In our modern mobile-first world, mobile apps are exploding in popularity and replacing traditional websites for many services. There are now over 5 million apps available across major app stores. The average smartphone user has over 80 apps installed. And mobile apps account for 90% of time spent online in apps vs the mobile web.

What does this mean? Mobile apps are becoming one of the most valuable and abundant sources of data in our increasingly digital world. Location data, usage stats, profiles, transactions, and more can be extracted from mobile app traffic.

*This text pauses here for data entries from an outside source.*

// Copyright (c) 2025 Dimitris Kafetzis
//
// Licensed under the MIT License.
// See LICENSE file in the project root for full license information.
//
// SPDX-License-Identifier: MIT

//! `membalancectl free-memory`: reclaim a given amount of host memory,
//! for purposes such as starting a new virtual machine.
//!
//! The amount comes either directly (`free-memory 2gb`) or from the
//! `memory` keys of a domain config file (`free-memory --config vm.cfg`),
//! which is the amount that VM will need to start.

use crate::client;
use crate::util::decode_memsize;
use crate::commands::Ctx;
use crate::proto::{Request, Response};
use anyhow::{bail, Context};
use config_store::units;
use std::path::PathBuf;

pub fn execute(
    ctx: &Ctx,
    amount: Option<String>,
    config: Option<PathBuf>,
    above_slack: bool,
    use_reserved_hard: bool,
    must: bool,
) -> anyhow::Result<()> {
    let amt_kb = match (&amount, &config) {
        (Some(text), None) => {
            units::parse_kb("command line", "amount", text, "mb").map_err(anyhow::Error::from)?
        }
        (None, Some(path)) => config_file_memory(path)?,
        (None, None) => bail!("specify an amount or --config <file>"),
        (Some(_), Some(_)) => unreachable!("clap rejects the combination"),
    };

    let resp = client::call(
        ctx.socket.as_deref(),
        ctx.timeout,
        &Request::Freemem {
            amt_kb,
            above_slack,
            use_reserved_hard,
            must,
            timeout_secs: ctx.timeout,
        },
    )?;

    let (status, with_slack, less_slack) = match resp {
        Response::Freemem {
            status,
            freemem_with_slack,
            freemem_less_slack,
        } => (status, freemem_with_slack, freemem_less_slack),
        other => bail!("unexpected response: {other:?}"),
    };

    let show = |kb: u64| {
        if ctx.human {
            format!("{} (MB.KB)", decode_memsize(kb as i64))
        } else {
            format!("{kb} KB")
        }
    };

    match status {
        'A' => {
            if !ctx.quiet {
                println!("free memory including slack: {}", show(with_slack));
                println!("free memory above slack:     {}", show(less_slack));
            }
            if less_slack < amt_kb && must {
                bail!("attained less than requested");
            }
            Ok(())
        }
        'N' => bail!(
            "the requested amount is not attainable; maximum attainable \
             above slack is {}",
            show(less_slack)
        ),
        'P' => bail!("automatic memory adjustment is not paused (run \"membalancectl pause\" first)"),
        other => bail!("unexpected status {other:?}"),
    }
}

/// Sums the `memory` keys (MB) of a domain config file into KB.
fn config_file_memory(path: &std::path::Path) -> anyhow::Result<u64> {
    let text = std::fs::read_to_string(path)
        .with_context(|| format!("unable to read {}", path.display()))?;

    let mut total_kb: u64 = 0;
    let mut found = false;
    for raw in text.lines() {
        let line = match raw.find('#') {
            Some(pos) => &raw[..pos],
            None => raw,
        };
        let Some((key, value)) = line.split_once('=') else {
            continue;
        };
        if key.trim() != "memory" {
            continue;
        }
        let value = value.trim().trim_matches(|c| c == '"' || c == '\'');
        let mb: u64 = value
            .parse()
            .with_context(|| format!("invalid \"memory\" value in {}", path.display()))?;
        total_kb += mb * 1024;
        found = true;
    }

    if !found {
        bail!("no \"memory\" key in {}", path.display());
    }
    Ok(total_kb)
}

#[cfg(test)]
mod tests {
    use super::*;

    #[test]
    fn test_config_file_memory() {
        let dir = tempfile::tempdir().unwrap();
        let path = dir.path().join("vm.cfg");
        std::fs::write(&path, "name = \"web\"\nmemory = 2048\n# memory = 512\n").unwrap();
        assert_eq!(config_file_memory(&path).unwrap(), 2048 * 1024);

        std::fs::write(&path, "name = \"web\"\n").unwrap();
        assert!(config_file_memory(&path).is_err());
    }
}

This presents a huge opportunity for businesses, researchers, and developers. But harvesting this data requires intercepting the communication between apps and their backend APIs. That‘s because mobile apps use encrypted HTTPS connections to transmit data securely.

Simply sniffing the network traffic won‘t reveal the content. You need a way to decrypt the traffic.

Enter man-in-the-middle (MITM) proxy servers.

In this comprehensive, 4,000 word guide, you‘ll learn:

  • What exactly is a MITM proxy and how it works
  • Step-by-step how to set up your own MITM proxy for mobile app traffic analysis
  • How to use the proxy to observe and reverse engineer a mobile app API
  • Tools and techniques for scraping valuable data from mobile app APIs
  • MITM proxy best practices for responsible data collection

If you want hands-on experience extracting data from apps like Tinder, Airbnb, Yelp, and more, you’ve come to the right place. Let’s get started!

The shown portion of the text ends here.